In that context enormous significance was attached to the fact that one of the two most important and influential leaders of the real Russian revolution in-the-making was Jewish.

His real name was Lev Davidovich Bronstein. He was born in the village of Yanokova in the Ukraine on 26 October 1879. His father, David, was a farmer who had settled in the steppe region. His mother, Anna, was middle class and well educated.

At the age of eight Davidovich Bronstein was sent to school in Odessa. For the next eight years he lived there with the family of his mother’s nephew, a liberal intellectual. The young Bronstein demonstrated intellectual brilliance and remarkable literary and linguistic gifts.

In 1896 Bronstein moved to Nikolayev to complete his schooling. There he was drawn into an underground Socialist circle and introduced to Marxism. After a brief spell at the University of Odessa he returned to Nikolayev to help organise the underground South Russian Workers’ Union. Then, in January 1898, Bronstein was arrested for revolutionary activity. His punishment was exile to Siberia. Four years later he escaped on a forged passport bearing the name he was to keep as his revolutionary pseudonym. The name? Leon Trotsky. With that name the Jewish Bronstein was to become, in the perception of British policymakers, the biggest potential threat to the continuation of empire and the economic benefits Britain derived from it.

After his escape, Bronstein, now Trotsky, went to London. There he joined a group of Russian Social Democrats working with Vladimir Ulyanov, the founder of the Bolshevik Party, and who, as Lenin, would become the first leader of communist Russia. Their main project at the time was production of the revolutionary newspaper
Iskra
(
The Spark
). Because of his intellectual brilliance and his remarkable abilities as a speaker, writer and organiser, Trotsky quickly assumed a leading role.

At the Second Congress of the Russian Social-Democratic Workers’ Party, held in Brussels and London in 1903, Trotsky sided with the Menshevik faction which advocated a democratic approach to Socialism. That put Trotsky, in principle, in opposition to Lenin and his Bolsheviks. Effectively Trotsky was (then) rejecting Lenin’s dictatorial methods and the Bolshevik concept of immediate revolution and taking power by all and any means.

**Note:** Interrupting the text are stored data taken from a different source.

//! # chrome-locate
//!
//! Find a Chromium / Google Chrome executable for a headless CDP renderer,
//! so that users of the PDF service do not need to pass `--chrome` on every
//! start-up.
//!
//! ## How it works
//!
//! On first call to [`locate_chrome`]:
//!
//! 1. Uses `CHROME_PATH` when it points at an existing file.
//! 2. Checks `~/.cache/folio/chromium/` for a browser unpacked there
//!    (e.g. a Chrome-for-Testing build dropped in by a provisioning script).
//! 3. Searches every directory of `PATH` for the platform's binary names.
//! 4. Falls back to well-known install locations for the platform.
//!
//! The first hit is memoised for the lifetime of the process.
//!
//! ## Usage
//!
//! ```rust,no_run
//! use chrome_locate::{locate_chrome, is_chrome_available};
//!
//! if is_chrome_available() {
//!     let path = locate_chrome().expect("checked above");
//!     println!("using {}", path.display());
//! }
//! ```
//!
//! ## Platform support
//!
//! | OS      | Binary names searched on `PATH`                                  |
//! |---------|------------------------------------------------------------------|
//! | macOS   | `chromium`, `google-chrome`                                      |
//! | Linux   | `chromium`, `chromium-browser`, `google-chrome`, `google-chrome-stable`, `chrome` |
//! | Windows | `chrome.exe`, `msedge.exe`                                       |
//!
//! ## Environment variable overrides
//!
//! - `CHROME_PATH`: path to an existing browser executable; skips searching.
//! - `FOLIO_CHROME_CACHE_DIR`: override the default cache directory.

use std::ffi::OsString;
use std::path::{Path, PathBuf};
use std::sync::OnceLock;

use thiserror::Error;

// ── Error type ───────────────────────────────────────────────────────────────

/// Errors returned by chrome-locate operations.
#[derive(Error, Debug)]
pub enum ChromeLocateError {
    /// The current OS is not one we know install locations for.
    #[error("Unsupported platform: {os}/{arch}")]
    UnsupportedPlatform { os: String, arch: String },

    /// `CHROME_PATH` or an explicit path does not point at a file.
    #[error("Browser path '{path}' does not exist")]
    EnvPathMissing { path: PathBuf },

    /// Nothing was found after checking every source.
    #[error(
        "No Chromium or Chrome executable found.\n\
Install chromium (e.g. `apt install chromium`) or set CHROME_PATH=/path/to/chrome.\n\
Searched: {searched} locations"
    )]
    NotFound { searched: usize },
}

// ── Internal: platform metadata ──────────────────────────────────────────────

struct PlatformInfo {
    /// File names looked up in each `PATH` directory and the cache dir.
    binary_names: &'static [&'static str],
    /// Absolute install locations checked last.
    well_known: &'static [&'static str],
}

fn detect_platform() -> Result<PlatformInfo, ChromeLocateError> {
    let os = std::env::consts::OS;
    let arch = std::env::consts::ARCH;

    match os {
        "macos" => Ok(PlatformInfo {
            binary_names: &["chromium", "google-chrome"],
            well_known: &[
                "/Applications/Google Chrome.app/Contents/MacOS/Google Chrome",
                "/Applications/Chromium.app/Contents/MacOS/Chromium",
                "/Applications/Google Chrome Canary.app/Contents/MacOS/Google Chrome Canary",
            ],
        }),
        "linux" => Ok(PlatformInfo {
            binary_names: &[
                "chromium",
                "chromium-browser",
                "google-chrome",
                "google-chrome-stable",
                "chrome",
            ],
            well_known: &[
                "/usr/bin/chromium",
                "/usr/bin/chromium-browser",
                "/usr/bin/google-chrome",
                "/snap/bin/chromium",
                "/opt/google/chrome/chrome",
            ],
        }),
        "windows" => Ok(PlatformInfo {
            binary_names: &["chrome.exe", "msedge.exe"],
            well_known: &[
                r"C:\Program Files\Google\Chrome\Application\chrome.exe",
                r"C:\Program Files (x86)\Google\Chrome\Application\chrome.exe",
                r"C:\Program Files (x86)\Microsoft\Edge\Application\msedge.exe",
            ],
        }),
        os => Err(ChromeLocateError::UnsupportedPlatform {
            os: os.to_string(),
            arch: arch.to_string(),
        }),
    }
}

// ── Cache directory resolution ───────────────────────────────────────────────

/// Returns the cache directory searched for a provisioned browser.
///
/// Default locations:
/// - **macOS**: `~/Library/Caches/folio/chromium/`
/// - **Linux**: `~/.cache/folio/chromium/`
/// - **Windows**: `%LOCALAPPDATA%\folio\chromium\`
///
/// Override by setting `FOLIO_CHROME_CACHE_DIR`.
pub fn chrome_cache_dir() -> PathBuf {
    if let Ok(override_dir) = std::env::var("FOLIO_CHROME_CACHE_DIR") {
        return PathBuf::from(override_dir).join("chromium");
    }

    let base = dirs::cache_dir()
        .or_else(|| dirs::home_dir().map(|h| h.join(".cache")))
        .unwrap_or_else(std::env::temp_dir);

    base.join("folio").join("chromium")
}

// ── Thread-safe singleton path cache ─────────────────────────────────────────

static RESOLVED_PATH: OnceLock<PathBuf> = OnceLock::new();

// ── Public API ───────────────────────────────────────────────────────────────

/// Returns `true` if [`locate_chrome`] would succeed.
pub fn is_chrome_available() -> bool {
    locate_chrome().is_ok()
}

/// Returns the path to a browser executable.
///
/// Sources are checked in the order listed in the crate docs. A set but
/// dangling `CHROME_PATH` is an error rather than a silent fall-through, so
/// a typo in deployment config is noticed.
///
/// # Thread safety
///
/// Safe to call from multiple threads; the search happens at most once per
/// process lifetime after the first success.
pub fn locate_chrome() -> Result<PathBuf, ChromeLocateError> {
    if let Some(path) = RESOLVED_PATH.get() {
        return Ok(path.clone());
    }

    let path = search(
        std::env::var_os("CHROME_PATH"),
        std::env::var_os("PATH"),
        &chrome_cache_dir(),
    )?;

    let _ = RESOLVED_PATH.set(path.clone());
    Ok(path)
}

/// Like [`locate_chrome`], but an explicit path wins when given.
pub fn locate_chrome_or(explicit: Option<&Path>) -> Result<PathBuf, ChromeLocateError> {
    match explicit {
        Some(p) if p.is_file() => Ok(p.to_path_buf()),
        Some(p) => Err(ChromeLocateError::EnvPathMissing {
            path: p.to_path_buf(),
        }),
        None => locate_chrome(),
    }
}

// ── Internal helpers ─────────────────────────────────────────────────────────

fn search(
    env_override: Option<OsString>,
    path_var: Option<OsString>,
    cache_dir: &Path,
) -> Result<PathBuf, ChromeLocateError> {
    if let Some(env_path) = env_override.filter(|v| !v.is_empty()) {
        let p = PathBuf::from(env_path);
        if p.is_file() {
            return Ok(p);
        }
        return Err(ChromeLocateError::EnvPathMissing { path: p });
    }

    let info = detect_platform()?;
    let candidates = candidates(&info, path_var, cache_dir);
    let searched = candidates.len();

    candidates
        .into_iter()
        .find(|p| p.is_file())
        .ok_or(ChromeLocateError::NotFound { searched })
}

fn candidates(info: &PlatformInfo, path_var: Option<OsString>, cache_dir: &Path) -> Vec<PathBuf> {
    let mut out: Vec<PathBuf> = info
        .binary_names
        .iter()
        .map(|name| cache_dir.join(name))
        .collect();

    if let Some(path_var) = path_var {
        for dir in std::env::split_paths(&path_var) {
            out.extend(info.binary_names.iter().map(|name| dir.join(name)));
        }
    }

    out.extend(info.well_known.iter().map(PathBuf::from));
    out
}

// ── Tests ─────────────────────────────────────────────────────────────────────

With the outbreak of revolutionary disturbances there in 1905, Trotsky returned to Russia. He became the leading spokesman of the St. Petersburg Soviet (Council) of Workers’ Deputies when it organised a revolutionary strike movement and other measures against the Tsarist government. For that he was arrested, tried and exiled to Siberia. Again. And again he escaped. This time he settled in Vienna and supported himself as a war correspondent. (He covered the Balkan wars of 1912–13). He continued to be very active in Russian Social-Democratic émigré circles as a celebrated but isolated figure on the left-wing of the Menshevik faction. And he engaged in polemical exchanges with Lenin and the Bolsheviks over organisational matters and tactical questions.

At the outbreak of World War I, Trotsky joined the majority of Russian Social Democrats in condemning the war and refusing to support the war effort of the Tsarist regime. He moved to Switzerland and then to France where he helped to edit a Russian anti-war journal. That led to his expulsion from France and he moved to Spain. In turn he was expelled from there and in January 1917 he arrived in New York.

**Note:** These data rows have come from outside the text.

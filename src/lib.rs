//! # folio-render
//!
//! Render HTML documents or live URLs to print-ready PDFs with headless
//! Chromium.
//!
//! ## Why this crate?
//!
//! Printing a rich page from a browser fails in boring ways: images that
//! need cookies or CORS never load, `/static/` paths mean nothing to a
//! detached renderer, and a few oversized photos are enough to crash the
//! print step. This crate embeds every image as a bounded-size data URI
//! before the browser sees the document, then prints with a retry ladder
//! that steps the page scale down until the renderer copes.
//!
//! ## Pipeline Overview
//!
//! ```text
//! request (html | url)
//!  │
//!  ├─ 1. Validate  400 when empty, 413 when html > 5 MiB
//!  ├─ 2. Remote    fetch client-skipped images, inline as data URIs
//!  ├─ 3. Static    inline /static/ images from the static root
//!  ├─ 4. Render    A4, 15 mm margins, backgrounds, scale 1.0 → 0.9 → 0.8 → 0.7
//!  └─ 5. Output    PDF bytes + attempt trail
//! ```
//!
//! ## Quick Start
//!
//! ```rust,no_run
//! use folio_render::{ChromiumOptions, Pipeline, PipelineConfig, RenderRequest};
//!
//! #[tokio::main]
//! async fn main() -> Result<(), Box<dyn std::error::Error>> {
//!     let config = PipelineConfig::builder().static_root("public/static").build()?;
//!     let pipeline = Pipeline::with_chromium(config, ChromiumOptions::default())?;
//!     let output = pipeline
//!         .generate(RenderRequest::from_html("<h1>Hello</h1>"))
//!         .await?;
//!     std::fs::write("hello.pdf", &output.pdf)?;
//!     Ok(())
//! }
//! ```
//!
//! ## Feature Flags
//!
//! | Feature | Default | Description |
//! |---------|---------|-------------|
//! | `cli`   | on      | Enables the `folio` binary (clap + anyhow + tracing-subscriber + indicatif) |
//!
//! Disable `cli` when embedding only the library:
//! ```toml
//! folio-render = { version = "0.3", default-features = false }
//! ```

// ── Modules ──────────────────────────────────────────────────────────────

pub mod config;
pub mod convert;
pub mod error;
pub mod output;
pub mod pipeline;
pub mod progress;
pub mod request;
pub mod resize;
pub mod server;

// ── Re-exports ───────────────────────────────────────────────────────────

pub use config::{NormalizeOptions, PageLayout, PipelineConfig, PipelineConfigBuilder, RetryLadder};
pub use convert::Pipeline;
pub use error::{AssetError, PipelineError, RenderError};
pub use output::{ImageAsset, InlineReport, RenderAttempt, RenderOutput};
pub use pipeline::chromium::{ChromiumEngine, ChromiumOptions};
pub use pipeline::engine::{PdfOptions, RenderEngine, RenderSurface};
pub use progress::{NoopProgressCallback, ProgressCallback, RenderProgressCallback};
pub use request::{RenderJob, RenderRequest, RenderSource};
pub use resize::{resize_directory, ResizeSummary};
pub use server::router;
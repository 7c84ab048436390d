//! Error types for the folio-render library.
//!
//! Three distinct error types reflect three distinct failure scopes:
//!
//! * [`PipelineError`] (**fatal**): the request cannot produce a PDF
//!   (no content, oversized payload, every render attempt failed). Returned
//!   as `Err(PipelineError)` from [`crate::convert::Pipeline::generate`].
//!
//! * [`AssetError`] (**non-fatal**): a single image could not be fetched,
//!   read or decoded. It never leaves the asset boundary: the occurrence is
//!   left as-is (or inlined unmodified) and the failure is logged and
//!   counted in [`crate::output::InlineReport`].
//!
//! * [`RenderError`]: one failed call into the render engine. It drives the
//!   retry ladder; only the last one is surfaced, wrapped in
//!   [`PipelineError::RenderExhausted`].

use std::path::PathBuf;
use thiserror::Error;

/// All fatal errors returned by the folio-render library.
#[derive(Debug, Error)]
pub enum PipelineError {
    // ── Request errors ────────────────────────────────────────────────────
    /// Neither `html` nor `url` was supplied.
    #[error("Either 'html' or 'url' must be provided")]
    InvalidRequest,

    /// `html` exceeds the configured byte limit.
    #[error("HTML payload too large: {size} bytes (limit {limit})")]
    PayloadTooLarge { size: usize, limit: usize },

    /// `url` is not an absolute http/https URL.
    #[error("Invalid url '{url}': {reason}")]
    InvalidUrl { url: String, reason: String },

    // ── Render errors ─────────────────────────────────────────────────────
    /// The render engine could not be started or could not load the content.
    #[error("Render engine unavailable: {0}")]
    EngineUnavailable(#[source] RenderError),

    /// Every rung of the retry ladder failed. `last_error` is the error of
    /// the final (most constrained) attempt.
    #[error("PDF rendering failed after {attempts} attempts: {last_error}")]
    RenderExhausted {
        attempts: usize,
        #[source]
        last_error: RenderError,
    },

    /// The end-to-end request deadline expired.
    #[error("PDF generation exceeded the {secs}s deadline")]
    DeadlineExceeded { secs: u64 },

    // ── I/O errors ────────────────────────────────────────────────────────
    /// Could not create or write the output PDF file.
    #[error("Failed to write output file '{path}': {source}")]
    OutputWriteFailed {
        path: PathBuf,
        #[source]
        source: std::io::Error,
    },

    /// A directory to process could not be listed.
    #[error("Cannot read directory '{path}': {source}")]
    DirectoryUnreadable {
        path: PathBuf,
        #[source]
        source: std::io::Error,
    },

    // ── Config errors ─────────────────────────────────────────────────────
    /// Builder validation failed.
    #[error("Invalid configuration: {0}")]
    InvalidConfig(String),

    // ── Catch-all ─────────────────────────────────────────────────────────
    /// Unexpected internal error.
    #[error("Internal error: {0}")]
    Internal(String),
}

impl PipelineError {
    /// `true` when the caller sent something we refuse to process.
    pub fn is_client_error(&self) -> bool {
        matches!(
            self,
            PipelineError::InvalidRequest
                | PipelineError::PayloadTooLarge { .. }
                | PipelineError::InvalidUrl { .. }
        )
    }
}

/// A non-fatal error for a single image.
#[derive(Debug, Error)]
pub enum AssetError {
    /// The bytes could not be decoded as an image. Callers fall back to the
    /// original bytes.
    #[error("Image decode failed: {0}")]
    ImageDecodeFailed(#[from] image::ImageError),

    /// Only `http` and `https` are ever fetched.
    #[error("Refusing to fetch '{url}': scheme not allowed")]
    UnsupportedScheme { url: String },

    /// Network error or non-success status.
    #[error("Failed to fetch '{url}': {reason}")]
    AssetFetchFailed { url: String, reason: String },

    /// The per-fetch timeout elapsed.
    #[error("Fetching '{url}' timed out after {secs}s")]
    FetchTimeout { url: String, secs: u64 },

    /// Remote body larger than the configured cap.
    #[error("Image '{url}' is {size} bytes, above the {limit} byte cap")]
    AssetTooLarge { url: String, size: u64, limit: u64 },

    /// A static file could not be read.
    #[error("Could not read static image '{path}': {source}")]
    StaticReadFailed {
        path: PathBuf,
        #[source]
        source: std::io::Error,
    },

    /// A resized upload could not be written back over the original.
    #[error("Could not write resized image '{path}': {source}")]
    ResizeWriteFailed {
        path: PathBuf,
        #[source]
        source: std::io::Error,
    },

    /// A static `src` tried to escape the static root.
    #[error("Rejected static path '{src}'")]
    PathRejected { src: String },

    /// The blocking normalisation task panicked or was cancelled.
    #[error("Image normalisation task failed: {0}")]
    NormalizeTaskFailed(String),
}

/// One failed call into the render engine.
#[derive(Debug, Clone, Error)]
pub enum RenderError {
    /// Browser launch, page creation or content loading failed.
    #[error("Failed to load content: {0}")]
    LoadFailed(String),

    /// `print to PDF` failed.
    #[error("Render failed: {0}")]
    RenderFailed(String),

    /// Screenshot capture failed (diagnostics only).
    #[error("Screenshot failed: {0}")]
    ScreenshotFailed(String),
}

It was from neutral America that Trotsky hailed the revolution of the “moderates”. But so far as he and Lenin were concerned it was unfinished business, and both called for the overthrow of the Provisional Government by the workers. Anti-capitalist or communist leaders saw the Provisional Government for what it really was—something close to a British puppet regime.

Trotsky then decided it was time for him to return to Russia to play a leadership role in the unfolding events. The British authorities and their agents everywhere put great effort into trying to prevent both Trotsky and Lenin from returning to their homeland. At the time of the first revolution the Bolshevik Party was very small with fewer than 30,000 members. And it was disoriented. Most of its leaders, not only Lenin, were in exile abroad or imprisoned in Siberia. A smallish, leaderless revolutionary movement was not so much of a threat. Or so the British assumed.

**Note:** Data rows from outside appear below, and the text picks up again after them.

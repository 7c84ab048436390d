//! Batch resize of an upload directory.
//!
//! Uploaded images are stored at a bounded width so that the PDF path
//! rarely has to resample them again. [`resize_directory`] walks one
//! directory (not recursively) and rewrites every image wider than the
//! bound in place, in its own format. Narrower images are left alone.
//! One unreadable or corrupt file is counted and skipped; it never stops
//! the batch.

use crate::config::NormalizeOptions;
use crate::error::{AssetError, PipelineError};
use crate::pipeline::normalize::{encode, target_height};
use image::imageops::FilterType;
use image::{DynamicImage, ImageFormat, ImageReader};
use std::path::{Path, PathBuf};
use tracing::{debug, info, warn};

/// Extensions considered images (matched case-insensitively).
pub const SUPPORTED_EXTENSIONS: [&str; 6] = ["jpg", "jpeg", "png", "gif", "bmp", "webp"];

/// What happened to one file.
#[derive(Debug, Clone, Copy, PartialEq, Eq)]
pub enum ResizeOutcome {
    Resized { from_width: u32, to_width: u32 },
    /// Already within the bound.
    Skipped { width: u32 },
}

/// Counts for a whole directory.
#[derive(Debug, Clone, Default, PartialEq, Eq)]
pub struct ResizeSummary {
    pub processed: usize,
    pub skipped: usize,
    pub failed: usize,
    pub failures: Vec<(PathBuf, String)>,
}

fn has_supported_extension(path: &Path) -> bool {
    path.extension()
        .and_then(|e| e.to_str())
        .map(|e| {
            let e = e.to_ascii_lowercase();
            SUPPORTED_EXTENSIONS.contains(&e.as_str())
        })
        .unwrap_or(false)
}

/// Resize one file in place if it is wider than `opts.max_width`.
///
/// The output format follows the file extension, so a `.png` stays a PNG.
/// The new bytes go to a sibling temp file first and are renamed over the
/// original.
pub fn resize_file(path: &Path, opts: &NormalizeOptions) -> Result<ResizeOutcome, AssetError> {
    let read_err = |e: std::io::Error| AssetError::StaticReadFailed {
        path: path.to_path_buf(),
        source: e,
    };

    let reader = ImageReader::open(path).map_err(read_err)?.with_guessed_format().map_err(read_err)?;
    let img = reader.decode()?;
    let (width, height) = (img.width(), img.height());
    if width <= opts.max_width {
        return Ok(ResizeOutcome::Skipped { width });
    }

    let resized = img.resize_exact(
        opts.max_width,
        target_height(width, height, opts.max_width),
        FilterType::Lanczos3,
    );

    let format = ImageFormat::from_path(path).unwrap_or(ImageFormat::Jpeg);
    let resized = match format {
        ImageFormat::Gif => DynamicImage::ImageRgba8(resized.to_rgba8()),
        _ => resized,
    };
    let bytes = encode(&resized, format, opts.jpeg_quality)?;

    let tmp = path.with_extension("resize.tmp");
    if let Err(e) = std::fs::write(&tmp, &bytes).and_then(|()| std::fs::rename(&tmp, path)) {
        let _ = std::fs::remove_file(&tmp);
        return Err(AssetError::ResizeWriteFailed {
            path: path.to_path_buf(),
            source: e,
        });
    }

    Ok(ResizeOutcome::Resized {
        from_width: width,
        to_width: opts.max_width,
    })
}

/// Resize every supported image directly inside `dir`.
///
/// # Errors
/// [`PipelineError::DirectoryUnreadable`] when `dir` cannot be listed.
/// Per-file problems are counted in the summary instead.
pub fn resize_directory(dir: &Path, opts: &NormalizeOptions) -> Result<ResizeSummary, PipelineError> {
    let entries = std::fs::read_dir(dir).map_err(|e| PipelineError::DirectoryUnreadable {
        path: dir.to_path_buf(),
        source: e,
    })?;

    info!(
        "Resizing images in {} to {}px wide",
        dir.display(),
        opts.max_width
    );

    let mut paths: Vec<PathBuf> = entries
        .filter_map(|entry| entry.ok().map(|e| e.path()))
        .filter(|p| p.is_file() && has_supported_extension(p))
        .collect();
    paths.sort();

    let mut summary = ResizeSummary::default();
    for path in paths {
        let name = path
            .file_name()
            .map(|n| n.to_string_lossy().into_owned())
            .unwrap_or_default();
        match resize_file(&path, opts) {
            Ok(ResizeOutcome::Resized {
                from_width,
                to_width,
            }) => {
                info!("[OK] {} ({}px → {}px)", name, from_width, to_width);
                summary.processed += 1;
            }
            Ok(ResizeOutcome::Skipped { width }) => {
                debug!("[SKIP] {} ({}px)", name, width);
                summary.skipped += 1;
            }
            Err(e) => {
                warn!("[FAIL] {}: {}", name, e);
                summary.failed += 1;
                summary.failures.push((path, e.to_string()));
            }
        }
    }

    info!(
        "Resize done: processed={}, skipped={}, failed={}",
        summary.processed, summary.skipped, summary.failed
    );
    Ok(summary)
}

/// [`resize_directory`] on the blocking thread pool.
pub async fn resize_directory_in_background(
    dir: PathBuf,
    opts: NormalizeOptions,
) -> Result<ResizeSummary, PipelineError> {
    tokio::task::spawn_blocking(move || resize_directory(&dir, &opts))
        .await
        .map_err(|e| PipelineError::Internal(format!("Resize task panicked: {e}")))?
}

In retrospect there is a respectable case for saying that even though the British failed to prevent Trotsky and Lenin returning to Russia to organise, the anti-capitalists or communists would still not have triumphed—i.e. Russia might not have gone communist, if Britain with Zionism’s assistance had not had sufficient influence and clout to induce the Provisional Government to keep Russia in the war against the will and protests of Russia’s impoverished and angry masses. It was the Provisional Government’s continuing pro-war policy and popular opposition to it that gave the Bolsheviks the opportunity they needed to win support and generate momentum.

At one level British and Zionist influence on the Provisional Government was exercised through its War Minister, Aleksandr Kerensky. In July he was induced to halt the revolutionary momentum with a crackdown on the Bolshevik leadership in particular and the communists in general. Lenin managed to avoid arrest and went into hiding in Finland. Trotsky was jailed. After that Kerensky became prime minister and his liberal Provisional Government swung to the right. But not, apparently, far enough to the right for the British.

At the time he was jailed, Trotsky was not a Bolshevik because of his opposition to Lenin’s dictatorial ways. But in jail he became a Bolshevik and was elected to membership of the Bolshevik Central Committee. When he was released from prison in September, and with Lenin still in hiding, the Jewish Trotsky became the principal leader of the Bolshevik Party in its preparations to take power.

Trotsky owed his freedom to Kerensky’s fear that the British were plotting with conservative forces of the Old Order to have him replaced by his chief of staff, General Lavr Kornilov. By releasing Trotsky and relaxing the ban on the Bolsheviks, Kerensky was placing an each way bet for his own survival. By this time the political situation in Russia was extremely complicated with nobody but the Bolsheviks knowing who could be trusted.

The second revolution came as something of an anti-climax. On the afternoon of 25 October, in one of the most impassioned speeches of his life, Trotsky proclaimed the overthrow of the Provisional Government and introduced Lenin in public as the first leader of what was to become the Soviet Union.

The coming to power of Lenin and his Bolsheviks effectively marked the end of Russia’s participation in World War I; but at the time Britain was still so desperate that it was not prepared to accept the
fait accompli
—the Bolshevik victory.

Britain and her remaining allies, including by now America, were so alarmed that they resorted to direct military intervention in Russia’s affairs. The opportunity for intervention came when Lenin’s Russia was torn by civil war, brought about, at least in part, by Zionism’s agents. The Allies took the side of the anti-communist Russians, the “Whites”, against Lenin’s “Reds”. The “Whites” were led by officers of the old Russian army. How far the British and the French might have pushed on with their intervention if President Wilson had not insisted on the escalation being stopped is a good question. The civil war ended with victory for Lenin’s “Reds”; and that was due in no small part to Trotsky’s success, then as war minister, in building a new Red Army out of the shambles of the old Russian army.